Cole: When a person with trypophobia looks at a trypophobic image, part of the brain tells them to be wary as it makes an association with poisonous animals that have high contrast colors. We took trypophobic images and broke them down into fundamental units and got similar visual signatures.

I actually hate looking at honeycomb. Am I trypophobic?

We say 16 percent of people are but really everyone is affected to some extent – the most common phobia you never heard of. We asked people to rate images as disturbing or not, and even the ones that were not uncomfortable could understand that objects like lotus seed pods are not nice to look at.

How bad does it get?

Pretty bad – we hear people say a bad image can ruin their day. It becomes circular, playing on your mind and getting worse.
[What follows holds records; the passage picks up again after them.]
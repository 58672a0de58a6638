//! Autosave durability tests against the file-backed key-value store.
//!
//! These exercise a full edit / restart / restore cycle on disk, including
//! recovery from a corrupt record and from a store that rejects writes.

#[cfg(test)]
mod tests {
    use async_trait::async_trait;
    use chrono::{NaiveDate, NaiveTime};
    use roster_core::config::AppConfig;
    use roster_core::error::{RosterError, RosterResult};
    use roster_core::model::shift::Shift;
    use roster_core::session::RosterSession;
    use roster_core::store::autosave::Autosaver;
    use roster_core::store::kv::{FileKeyValueStore, KeyValueStore};
    use std::sync::Arc;
    use std::time::Duration;
    use tempfile::TempDir;

    const KEY: &str = "roster-autosave";

    fn shift(day: u32, start: u32) -> Shift {
        Shift::new(
            NaiveDate::from_ymd_opt(2024, 3, day).unwrap(),
            NaiveTime::from_hms_opt(start, 0, 0).unwrap(),
            NaiveTime::from_hms_opt(start + 8, 0, 0).unwrap(),
            "C1",
        )
    }

    async fn file_autosaver(dir: &TempDir) -> (Arc<Autosaver>, Arc<FileKeyValueStore>) {
        let store = Arc::new(FileKeyValueStore::open(dir.path().join("autosave")).await.unwrap());
        let saver = Arc::new(Autosaver::new(store.clone(), KEY));
        (saver, store)
    }

    #[tokio::test]
    async fn test_roster_survives_restart() {
        let dir = TempDir::new().unwrap();
        let config = AppConfig::default();

        let kept = shift(4, 7);
        {
            let (saver, _) = file_autosaver(&dir).await;
            let session = RosterSession::open(&config, Some(saver)).await;
            session.add_shift(kept.clone()).await.unwrap();
            session.add_shift(shift(5, 9)).await.unwrap();
            // The visible state is what gets saved, not the log tail.
            assert!(session.undo().await);
        }

        let (saver, _) = file_autosaver(&dir).await;
        let restored = RosterSession::open(&config, Some(saver)).await;
        assert_eq!(restored.shifts().await.as_ref(), &vec![kept]);

        let history = restored.history().await;
        assert_eq!(history.entries.len(), 1);
        assert!(!history.can_undo);
    }

    #[tokio::test]
    async fn test_corrupt_record_starts_empty_and_is_replaced() {
        let dir = TempDir::new().unwrap();
        let (saver, store) = file_autosaver(&dir).await;
        store.put(KEY, b"{\"data\": [trunc".to_vec()).await.unwrap();

        let session = RosterSession::open(&AppConfig::default(), Some(saver.clone())).await;
        assert!(session.shifts().await.is_empty());
        assert!(store.get(KEY).await.unwrap().is_none());

        session.add_shift(shift(6, 7)).await.unwrap();
        let record = saver.load::<Vec<Shift>>().await.unwrap();
        assert_eq!(record.data.len(), 1);
    }

    #[tokio::test]
    async fn test_periodic_autosave_writes_to_disk() {
        let dir = TempDir::new().unwrap();
        let (saver, store) = file_autosaver(&dir).await;
        let session = RosterSession::open(&AppConfig::default(), Some(saver)).await;

        let handle = session.spawn_autosave(Duration::from_millis(10)).unwrap();
        tokio::time::sleep(Duration::from_millis(60)).await;
        handle.abort();

        let bytes = store.get(KEY).await.unwrap().unwrap();
        let record: serde_json::Value = serde_json::from_slice(&bytes).unwrap();
        assert!(record["data"].as_array().unwrap().is_empty());
        assert!(record["timestamp"].is_string());
    }

    struct ReadOnlyStore;

    #[async_trait]
    impl KeyValueStore for ReadOnlyStore {
        async fn get(&self, _key: &str) -> RosterResult<Option<Vec<u8>>> {
            Ok(None)
        }

        async fn put(&self, _key: &str, _value: Vec<u8>) -> RosterResult<()> {
            Err(RosterError::Storage("read-only filesystem".to_string()))
        }

        async fn delete(&self, _key: &str) -> RosterResult<()> {
            Ok(())
        }
    }

    #[tokio::test]
    async fn test_write_failures_do_not_block_edits() {
        let saver = Arc::new(Autosaver::new(Arc::new(ReadOnlyStore), KEY));
        let session = RosterSession::open(&AppConfig::default(), Some(saver)).await;

        assert!(session.add_shift(shift(4, 7)).await.unwrap());
        assert!(session.undo().await);
        assert!(session.redo().await);
        assert_eq!(session.shifts().await.len(), 1);

        let status = session.autosave_status().await.unwrap();
        assert!(status.last_saved.is_none());
        assert_eq!(status.failed_writes, 3);
        assert!(status.last_error.unwrap().contains("read-only"));
    }
}
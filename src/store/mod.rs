pub mod autosave;
pub mod history;
pub mod kv;
pub mod pattern;
pub mod persistent;

pub use autosave::{AutosaveRecord, AutosaveStatus, Autosaver};
pub use history::{ActionType, HistoryEntry, HistoryEntrySummary, HistoryManager};
pub use kv::{FileKeyValueStore, InMemoryKeyValueStore, KeyValueStore};
pub use pattern::{PatternEvent, PatternStore};

#[cfg(feature = "rocksdb-storage")]
pub use persistent::{open_db, RocksKeyValueStore};
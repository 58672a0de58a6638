pub mod pattern;
pub mod requirement;
pub mod shift;
pub mod staff;
pub mod time;

pub use pattern::*;
pub use requirement::*;
pub use shift::*;
pub use staff::*;
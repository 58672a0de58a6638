use chrono::{NaiveDate, NaiveTime};
use serde::{Deserialize, Serialize};
use std::collections::HashMap;
use uuid::Uuid;

use crate::model::staff::{QualificationType, StaffId};
use crate::model::time::hhmm;

/// Caller-supplied weight overrides, keyed by skill name.
pub type SkillWeights = HashMap<String, u32>;

// ---------------------------------------------------------------------------
// Requirements: what a shift needs
// ---------------------------------------------------------------------------

/// A weighted preferred skill on a shift requirement.
#[derive(Debug, Clone, PartialEq, Serialize, Deserialize)]
pub struct SkillRequirement {
    pub skill_name: String,
    /// Level 1-5 the staff member should reach.
    pub minimum_level: u8,
    /// Relative importance, 0-100.
    pub weight: u32,
    #[serde(default)]
    pub is_mandatory: bool,
}

impl SkillRequirement {
    pub fn preferred(skill_name: impl Into<String>, minimum_level: u8, weight: u32) -> Self {
        Self {
            skill_name: skill_name.into(),
            minimum_level,
            weight,
            is_mandatory: false,
        }
    }

    pub fn mandatory(skill_name: impl Into<String>, minimum_level: u8, weight: u32) -> Self {
        Self {
            is_mandatory: true,
            ..Self::preferred(skill_name, minimum_level, weight)
        }
    }
}

/// Staffing requirement for one shift.
#[derive(Debug, Clone, PartialEq, Serialize, Deserialize)]
pub struct ShiftSkillRequirement {
    pub shift_id: Uuid,
    pub date: NaiveDate,
    #[serde(with = "hhmm")]
    pub start_time: NaiveTime,
    #[serde(with = "hhmm")]
    pub end_time: NaiveTime,
    #[serde(default)]
    pub room_id: Option<String>,
    #[serde(default)]
    pub required_qualifications: Vec<QualificationType>,
    #[serde(default)]
    pub preferred_skills: Vec<SkillRequirement>,
}

// ---------------------------------------------------------------------------
// Results: how a candidate measures up
// ---------------------------------------------------------------------------

/// Per-skill explanation of a match score.
#[derive(Debug, Clone, PartialEq, Serialize, Deserialize)]
pub struct SkillBreakdown {
    pub skill_name: String,
    pub staff_level: u8,
    pub required_level: u8,
    pub weight: u32,
    pub contribution: f64,
}

/// Score of one candidate against one requirement.
#[derive(Debug, Clone, PartialEq, Serialize, Deserialize)]
pub struct SkillMatchResult {
    pub staff_id: StaffId,
    pub staff_name: String,
    /// 0-100.
    pub match_score: u8,
    pub meets_mandatory: bool,
    pub breakdown: Vec<SkillBreakdown>,
}

/// An automatic assignment produced by bulk matching.
#[derive(Debug, Clone, PartialEq, Serialize, Deserialize)]
pub struct AutoAssignment {
    pub shift_id: Uuid,
    pub staff_id: StaffId,
    pub staff_name: String,
    pub match_score: u8,
}
use chrono::{Datelike, NaiveDate, NaiveTime, Timelike};

// ---------------------------------------------------------------------------
// Calendar helpers shared by expansion and matching
// ---------------------------------------------------------------------------

/// Minutes elapsed since midnight, the unit used for overlap tests.
pub fn minutes_since_midnight(time: NaiveTime) -> u32 {
    time.hour() * 60 + time.minute()
}

/// Weekday index with Sunday = 0 through Saturday = 6.
pub fn weekday_index(date: NaiveDate) -> u8 {
    date.weekday().num_days_from_sunday() as u8
}

/// Half-open interval overlap on minutes since midnight.
pub fn windows_overlap(
    a_start: NaiveTime,
    a_end: NaiveTime,
    b_start: NaiveTime,
    b_end: NaiveTime,
) -> bool {
    minutes_since_midnight(a_start) < minutes_since_midnight(b_end)
        && minutes_since_midnight(b_start) < minutes_since_midnight(a_end)
}

/// Serde adapter for `HH:MM` clock times. Accepts `HH:MM:SS` on input.
pub mod hhmm {
    use chrono::NaiveTime;
    use serde::{de, Deserialize, Deserializer, Serializer};

    const FORMAT: &str = "%H:%M";

    pub fn serialize<S: Serializer>(time: &NaiveTime, serializer: S) -> Result<S::Ok, S::Error> {
        serializer.serialize_str(&time.format(FORMAT).to_string())
    }

    pub fn deserialize<'de, D: Deserializer<'de>>(deserializer: D) -> Result<NaiveTime, D::Error> {
        let raw = String::deserialize(deserializer)?;
        NaiveTime::parse_from_str(&raw, FORMAT)
            .or_else(|_| NaiveTime::parse_from_str(&raw, "%H:%M:%S"))
            .map_err(|err| de::Error::custom(format!("invalid clock time '{raw}': {err}")))
    }
}
use crate::error::{RosterError, RosterResult};
use config::{Config, Environment, File};
use serde::Deserialize;
use std::path::{Path, PathBuf};

#[derive(Debug, Clone, Default, Deserialize)]
#[serde(default)]
pub struct AppConfig {
    pub history: HistoryConfig,
    pub autosave: AutosaveConfig,
    pub matching: MatchConfig,
    pub server: ServerConfig,
}

#[derive(Debug, Clone, Deserialize)]
#[serde(default)]
pub struct HistoryConfig {
    /// Maximum number of entries kept in the undo log.
    pub max_history: usize,
}

impl Default for HistoryConfig {
    fn default() -> Self {
        Self { max_history: 50 }
    }
}

#[derive(Debug, Clone, Deserialize)]
#[serde(default)]
pub struct AutosaveConfig {
    pub enabled: bool,
    /// Directory backing the file key-value store.
    pub path: PathBuf,
    pub key: String,
    pub interval_secs: u64,
}

impl Default for AutosaveConfig {
    fn default() -> Self {
        Self {
            enabled: true,
            path: PathBuf::from(".roster/autosave"),
            key: "roster-autosave".to_string(),
            interval_secs: 30,
        }
    }
}

#[derive(Debug, Clone, Deserialize)]
#[serde(default)]
pub struct MatchConfig {
    /// Minimum score the top candidate needs for an automatic assignment.
    pub auto_assign_threshold: u8,
    /// Ceiling applied to candidates failing a mandatory requirement.
    pub mandatory_failure_cap: u8,
}

impl Default for MatchConfig {
    fn default() -> Self {
        Self {
            auto_assign_threshold: 50,
            mandatory_failure_cap: 40,
        }
    }
}

#[derive(Debug, Clone, Deserialize)]
#[serde(default)]
pub struct ServerConfig {
    pub host: String,
    pub port: u16,
}

impl Default for ServerConfig {
    fn default() -> Self {
        Self {
            host: "127.0.0.1".to_string(),
            port: 8080,
        }
    }
}

pub fn load_config(path: Option<&Path>) -> RosterResult<AppConfig> {
    let mut builder = Config::builder()
        .add_source(File::with_name("roster").required(false))
        .add_source(Environment::with_prefix("ROSTER").separator("__"));

    if let Some(path) = path {
        builder = builder.add_source(File::from(path).required(false));
    }

    let config = builder
        .build()
        .map_err(|err| RosterError::ConfigError(err.to_string()))?;

    let parsed: AppConfig = config
        .try_deserialize()
        .map_err(|err| RosterError::ConfigError(err.to_string()))?;

    if parsed.history.max_history == 0 {
        return Err(RosterError::ConfigError(
            "history.max_history must be at least 1".to_string(),
        ));
    }

    if parsed.matching.mandatory_failure_cap >= parsed.matching.auto_assign_threshold {
        return Err(RosterError::ConfigError(format!(
            "matching.mandatory_failure_cap ({}) must stay below auto_assign_threshold ({})",
            parsed.matching.mandatory_failure_cap, parsed.matching.auto_assign_threshold
        )));
    }

    Ok(parsed)
}

#[cfg(test)]
mod tests {
    use super::*;
    use std::io::Write;

    #[test]
    fn test_defaults_without_sources() {
        let config = load_config(None).unwrap();
        assert_eq!(config.history.max_history, 50);
        assert_eq!(config.matching.auto_assign_threshold, 50);
        assert_eq!(config.matching.mandatory_failure_cap, 40);
        assert_eq!(config.autosave.key, "roster-autosave");
    }

    #[test]
    fn test_file_overrides_defaults() {
        let mut file = tempfile::Builder::new().suffix(".toml").tempfile().unwrap();
        writeln!(file, "[history]\nmax_history = 10\n\n[server]\nport = 9000").unwrap();

        let config = load_config(Some(file.path())).unwrap();
        assert_eq!(config.history.max_history, 10);
        assert_eq!(config.server.port, 9000);
        assert_eq!(config.server.host, "127.0.0.1");
    }

    #[test]
    fn test_cap_must_stay_below_threshold() {
        let mut file = tempfile::Builder::new().suffix(".toml").tempfile().unwrap();
        writeln!(file, "[matching]\nauto_assign_threshold = 30").unwrap();

        assert!(matches!(
            load_config(Some(file.path())),
            Err(RosterError::ConfigError(_))
        ));
    }
}
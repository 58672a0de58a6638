//! The roster edit surface.
//!
//! Every mutation resolves the next shift list from the visible one, commits it
//! as exactly one history entry and then autosaves the new snapshot outside the
//! history lock.

use chrono::{Duration, NaiveDate, NaiveTime};
use serde::Serialize;
use std::collections::HashSet;
use std::sync::Arc;
use tokio::sync::Mutex;
use tokio::task::JoinHandle;
use uuid::Uuid;

use crate::config::AppConfig;
use crate::error::{RosterError, RosterResult};
use crate::matching::{unassigned_shifts, SkillMatchEngine};
use crate::model::pattern::RecurringShiftPattern;
use crate::model::requirement::{AutoAssignment, ShiftSkillRequirement, SkillMatchResult, SkillWeights};
use crate::model::shift::{requirement_for_shift, Shift};
use crate::model::staff::{StaffId, StaffMember};
use crate::schedule::{generate_bulk_shifts_from_patterns, PatternGenerationCount};
use crate::store::autosave::{AutosaveStatus, Autosaver};
use crate::store::history::{ActionType, HistoryEntrySummary, HistoryManager};

pub type RosterHistory = HistoryManager<Vec<Shift>>;

/// Staff pool and weight overrides used to auto-staff generated shifts.
#[derive(Debug, Clone, Copy)]
pub struct AutoStaffing<'a> {
    pub staff: &'a [StaffMember],
    pub skill_weights: &'a SkillWeights,
}

/// Outcome of a bulk generation, shown in the confirmation toast.
#[derive(Debug, Clone, Default, Serialize)]
pub struct GenerationReport {
    pub summary: Vec<PatternGenerationCount>,
    pub created: usize,
    pub assignments: Vec<AutoAssignment>,
    /// Generated open shifts that auto-staffing could not fill.
    pub unassigned: Vec<Uuid>,
    pub committed: bool,
}

/// History panel state.
#[derive(Debug, Clone, Serialize)]
pub struct HistoryView {
    pub entries: Vec<HistoryEntrySummary>,
    pub current_index: usize,
    pub can_undo: bool,
    pub can_redo: bool,
    pub revision: u64,
}
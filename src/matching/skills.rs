use chrono::NaiveDate;
use std::collections::HashMap;

use crate::model::staff::{QualificationType, StaffMember, StaffRole};

pub const CURRICULUM_PLANNING: &str = "Curriculum Planning";
pub const CHILD_DEVELOPMENT: &str = "Child Development";
pub const EDUCATIONAL_PROGRAMMING: &str = "Educational Programming";
pub const BEHAVIOUR_GUIDANCE: &str = "Behaviour Guidance";
pub const FIRST_AID: &str = "First Aid";
pub const EMERGENCY_RESPONSE: &str = "Emergency Response";
pub const MEDICAL_MANAGEMENT: &str = "Medical Management";
pub const CHILD_PROTECTION: &str = "Child Protection";
pub const COMPLIANCE: &str = "Compliance";
pub const NUTRITION: &str = "Nutrition";
pub const LEADERSHIP: &str = "Leadership";

/// Level granted to everyone without a first aid qualification.
pub const FIRST_AID_FLOOR: u8 = 2;

/// Skill levels a qualification grants.
pub fn qualification_skills(qualification: QualificationType) -> &'static [(&'static str, u8)] {
    use QualificationType::*;
    match qualification {
        EarlyChildhoodTeacher => &[
            (CURRICULUM_PLANNING, 5),
            (CHILD_DEVELOPMENT, 5),
            (EDUCATIONAL_PROGRAMMING, 5),
            (BEHAVIOUR_GUIDANCE, 4),
        ],
        Diploma => &[
            (CURRICULUM_PLANNING, 4),
            (CHILD_DEVELOPMENT, 4),
            (EDUCATIONAL_PROGRAMMING, 3),
            (BEHAVIOUR_GUIDANCE, 3),
        ],
        CertificateIii => &[
            (CHILD_DEVELOPMENT, 3),
            (BEHAVIOUR_GUIDANCE, 2),
            (EDUCATIONAL_PROGRAMMING, 1),
        ],
        FirstAid => &[(FIRST_AID, 4), (EMERGENCY_RESPONSE, 3)],
        Cpr => &[(FIRST_AID, 3), (EMERGENCY_RESPONSE, 4)],
        Anaphylaxis => &[(MEDICAL_MANAGEMENT, 4)],
        Asthma => &[(MEDICAL_MANAGEMENT, 3)],
        ChildProtection => &[(CHILD_PROTECTION, 4), (COMPLIANCE, 3)],
        WorkingWithChildren => &[(COMPLIANCE, 2)],
        FoodSafety => &[(NUTRITION, 4)],
    }
}

/// Base competencies that come with a role regardless of qualifications.
pub fn role_competencies(role: StaffRole) -> &'static [(&'static str, u8)] {
    match role {
        StaffRole::CentreManager => &[(LEADERSHIP, 5), (COMPLIANCE, 4)],
        StaffRole::RoomLeader => &[(LEADERSHIP, 5), (EDUCATIONAL_PROGRAMMING, 3)],
        StaffRole::EarlyChildhoodTeacher => &[(EDUCATIONAL_PROGRAMMING, 4)],
        StaffRole::Educator => &[(CHILD_DEVELOPMENT, 2)],
        StaffRole::Assistant => &[],
        StaffRole::Cook => &[(NUTRITION, 3)],
    }
}

/// Skill name -> level (1-5) for a staff member on a given date.
///
/// Overlapping grants keep the highest level. Expired qualifications grant nothing.
pub fn derive_skill_levels(staff: &StaffMember, on: NaiveDate) -> HashMap<String, u8> {
    let mut levels: HashMap<String, u8> = HashMap::new();

    let grants = staff
        .qualifications_on(on)
        .flat_map(|q| qualification_skills(q).iter())
        .chain(role_competencies(staff.role).iter());

    for (skill, level) in grants {
        let entry = levels.entry((*skill).to_string()).or_insert(0);
        *entry = (*entry).max(*level);
    }

    levels.entry(FIRST_AID.to_string()).or_insert(FIRST_AID_FLOOR);
    levels
}
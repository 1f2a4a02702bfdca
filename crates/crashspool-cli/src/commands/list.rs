//! List command - show reports in the spool

use std::time::SystemTime;

use anyhow::Result;
use clap::Args;
use crashspool_core::config::Config;

use crate::output::{format_age, Output};

use super::open_store;

#[derive(Debug, Args)]
pub struct ListCommand {
    /// Include uploaded and temporary reports
    #[arg(long)]
    pub all: bool,
}

impl ListCommand {
    pub fn execute(&self, config: &Config, out: &Output) -> Result<()> {
        let store = open_store(config);
        let reports: Vec<_> = store
            .list_reports()?
            .into_iter()
            .filter(|report| {
                let state = report.name().state();
                self.all || !(state.is_terminal() || state.label() == "temporary")
            })
            .collect();

        if out.is_json() {
            let entries: Vec<_> = reports
                .iter()
                .map(|report| {
                    serde_json::json!({
                        "local_id": report.local_id(),
                        "owner": report.name().owner().map(|o| o.value()),
                        "state": report.name().state().label(),
                        "attempts": report.name().attempts(),
                        "age_secs": age_secs(report.modified()),
                    })
                })
                .collect();
            out.print_json(&serde_json::Value::Array(entries));
            return Ok(());
        }

        if reports.is_empty() {
            println!("No reports in {}", store.dir().display());
            return Ok(());
        }

        println!(
            "{:<38} {:>7} {:<10} {:>8} {:>6}",
            "LOCAL ID", "OWNER", "STATE", "ATTEMPTS", "AGE"
        );
        for report in &reports {
            println!(
                "{:<38} {:>7} {:<10} {:>8} {:>6}",
                report.local_id(),
                report
                    .name()
                    .owner()
                    .map(|o| o.to_string())
                    .unwrap_or_else(|| "-".to_string()),
                report.name().state().label(),
                report.name().attempts(),
                format_age(age_secs(report.modified())),
            );
        }
        Ok(())
    }
}

fn age_secs(modified: SystemTime) -> u64 {
    SystemTime::now()
        .duration_since(modified)
        .map(|age| age.as_secs())
        .unwrap_or(0)
}
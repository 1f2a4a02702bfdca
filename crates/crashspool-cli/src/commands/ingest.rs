//! Ingest command - copy a crash artifact into the spool

use std::fs::File;
use std::path::PathBuf;

use anyhow::{Context, Result};
use clap::Args;
use crashspool_core::config::Config;
use crashspool_core::domain::OwnerId;

use crate::output::Output;

use super::open_store;

#[derive(Debug, Args)]
pub struct IngestCommand {
    /// Crash artifact to ingest
    pub file: PathBuf,

    /// Owner id recorded for the report (defaults to inbox.default_owner)
    #[arg(long)]
    pub owner: Option<u32>,
}

impl IngestCommand {
    pub fn execute(&self, config: &Config, out: &Output) -> Result<()> {
        let store = open_store(config);
        let owner = OwnerId::new(self.owner.unwrap_or(config.inbox.default_owner));

        let mut file = File::open(&self.file)
            .with_context(|| format!("opening {}", self.file.display()))?;
        let report = store.ingest(&mut file, owner, config.store.max_report_bytes)?;

        if out.is_json() {
            out.print_json(&serde_json::json!({
                "local_id": report.local_id(),
                "owner": owner.value(),
            }));
        } else {
            out.success(&format!("Spooled report {}", report.local_id()));
        }
        Ok(())
    }
}
impl Display for ReportName {
    fn fmt(&self, f: &mut Formatter<'_>) -> fmt::Result {
        f.write_str(&self.file_name())
    }
}

#[cfg(test)]
mod tests {
    use super::*;

    fn parse(name: &str) -> ReportName {
        ReportName::parse(name).unwrap_or_else(|| panic!("{name} should parse"))
    }

    #[test]
    fn test_parse_pending_with_owner() {
        let report = parse("5_a1b2c3d4.dmp");
        assert_eq!(report.owner(), Some(OwnerId::new(5)));
        assert_eq!(report.base(), "a1b2c3d4");
        assert_eq!(report.generation(), None);
        assert_eq!(*report.state(), ReportState::Pending { attempts: 0 });
    }

    #[test]
    fn test_parse_generation_and_attempts() {
        let report = parse("render_worker-111.dmp2.try1");
        // "render" is not all digits, so the name has no owner.
        assert_eq!(report.owner(), None);
        assert_eq!(report.base(), "render_worker-111");
        assert_eq!(report.generation(), Some(2));
        assert_eq!(report.attempts(), 1);
    }

    #[test]
    fn test_parse_attempt_count_matches_try_segment() {
        for attempts in [0u32, 1, 3, 17] {
            let report = parse(&format!("abc.dmp0.try{attempts}"));
            assert_eq!(report.attempts(), attempts);
        }
        assert_eq!(parse("abc.dmp0").attempts(), 0);
        assert_eq!(parse("abc.skipped.try2").attempts(), 2);
        assert_eq!(parse("abc.forced0").attempts(), 0);
    }

    #[test]
    fn test_parse_uploaded_discards_legacy_attempts() {
        let report = parse("abc.up0.try3");
        assert_eq!(*report.state(), ReportState::Uploaded);
        assert_eq!(report.attempts(), 0);
        assert_eq!(report.file_name(), "abc.up0");
    }

    #[test]
    fn test_parse_temporary() {
        let report = parse("spool-0a1b2c.tmp");
        assert_eq!(*report.state(), ReportState::Temporary);
        assert!(ReportName::parse("spool-0a1b2c.tmp.try1").is_none());
    }

    #[test]
    fn test_parse_rejects_non_reports() {
        assert!(ReportName::parse("uploads.log").is_none());
        assert!(ReportName::parse("no-marker").is_none());
        assert!(ReportName::parse(".dmp").is_none());
        assert!(ReportName::parse("a.dmp.nottry1").is_none());
        assert!(ReportName::parse("a.dmp.try").is_none());
        assert!(ReportName::parse("a.dmp.try1.extra").is_none());
        assert!(ReportName::parse("a.dmpx1").is_none());
    }

    #[test]
    fn test_file_name_round_trip() {
        for name in [
            "5_a1b2c3d4.dmp",
            "5_a1b2c3d4.dmp0",
            "a1b2c3d4.skipped2.try3",
            "10007_deadbeef.forced0",
            "deadbeef.up1",
            "spool-xyz.tmp",
        ] {
            assert_eq!(parse(name).file_name(), name);
        }
    }

    #[test]
    fn test_file_name_normalizes_try0() {
        assert_eq!(parse("abc.forced0.try0").file_name(), "abc.forced0");
    }

    #[test]
    fn test_fresh_report_parses_back() {
        let fresh = ReportName::fresh(OwnerId::new(42));
        let reparsed = parse(&fresh.file_name());
        assert_eq!(reparsed, fresh);
        assert_eq!(reparsed.owner(), Some(OwnerId::new(42)));
        assert_eq!(reparsed.attempts(), 0);
    }

    #[test]
    fn test_increment_is_monotonic() {
        let mut report = parse("abc.dmp0");
        for expected in 1..=5 {
            report = report.with_incremented_attempt().unwrap();
            assert_eq!(report.attempts(), expected);
        }
        assert_eq!(report.file_name(), "abc.dmp0.try5");
    }

    #[test]
    fn test_forced_resets_attempts() {
        let skipped = parse("abc.skipped0.try2");
        let forced = skipped.to_forced().unwrap();
        assert_eq!(*forced.state(), ReportState::Forced { attempts: 0 });
        assert_eq!(forced.file_name(), "abc.forced0");

        // Re-forcing a forced report resets its count again.
        let retried = forced.with_incremented_attempt().unwrap();
        assert_eq!(retried.to_forced().unwrap().attempts(), 0);
    }

    #[test]
    fn test_forcing_uploaded_is_rejected() {
        let uploaded = parse("abc.up0");
        let err = uploaded.to_forced().unwrap_err();
        assert_eq!(
            err,
            DomainError::IllegalTransition {
                from: "uploaded",
                to: "forced",
            }
        );
    }

    #[test]
    fn test_uploaded_strips_attempt_segment() {
        let pending = parse("abc.dmp0.try2");
        let uploaded = pending.to_uploaded().unwrap();
        assert_eq!(uploaded.file_name(), "abc.up0");
    }

    #[test]
    fn test_skipped_preserves_attempts() {
        let pending = parse("abc.dmp.try2");
        let skipped = pending.to_skipped().unwrap();
        assert_eq!(skipped.file_name(), "abc.skipped.try2");
        assert!(skipped.to_uploaded().is_err());
    }

    #[test]
    fn test_illegal_transitions() {
        let uploaded = parse("abc.up");
        assert!(uploaded.to_uploaded().is_err());
        assert!(uploaded.to_skipped().is_err());
        assert!(uploaded.with_incremented_attempt().is_err());

        let temporary = parse("abc.tmp");
        assert!(temporary.to_uploaded().is_err());
        assert!(temporary.to_forced().is_err());
    }

    #[test]
    fn test_matches_local_id() {
        let report = parse("5_app-renderer-crash-f297dbcba7a2d0bb.dmp0.try3");
        assert!(report.matches_local_id("f297dbcba7a2d0bb"));
        assert!(report.matches_local_id("app-renderer-crash-f297dbcba7a2d0bb"));
        assert!(!report.matches_local_id("0000000000000000"));
        assert!(!report.matches_local_id(""));
    }
}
Which holes are the worst?

They tend to be 3-4 mm wide and in a cluster, with a dark light outside.

How do you treat it?

Desensitization — like most phobias. Present people with the stimulus inducing fear, and eventually it just subsides.

After doing this study, do you now have an aversion to holes?

The opposite! I knew about this because I was trypophobic at school. Someone drilled a hole in a coin and I was so sick I had to leave. When I moved into brain science I mentioned it to my partner and said I might not be able to do the research. But now I have seen the images so many times I’m not disturbed.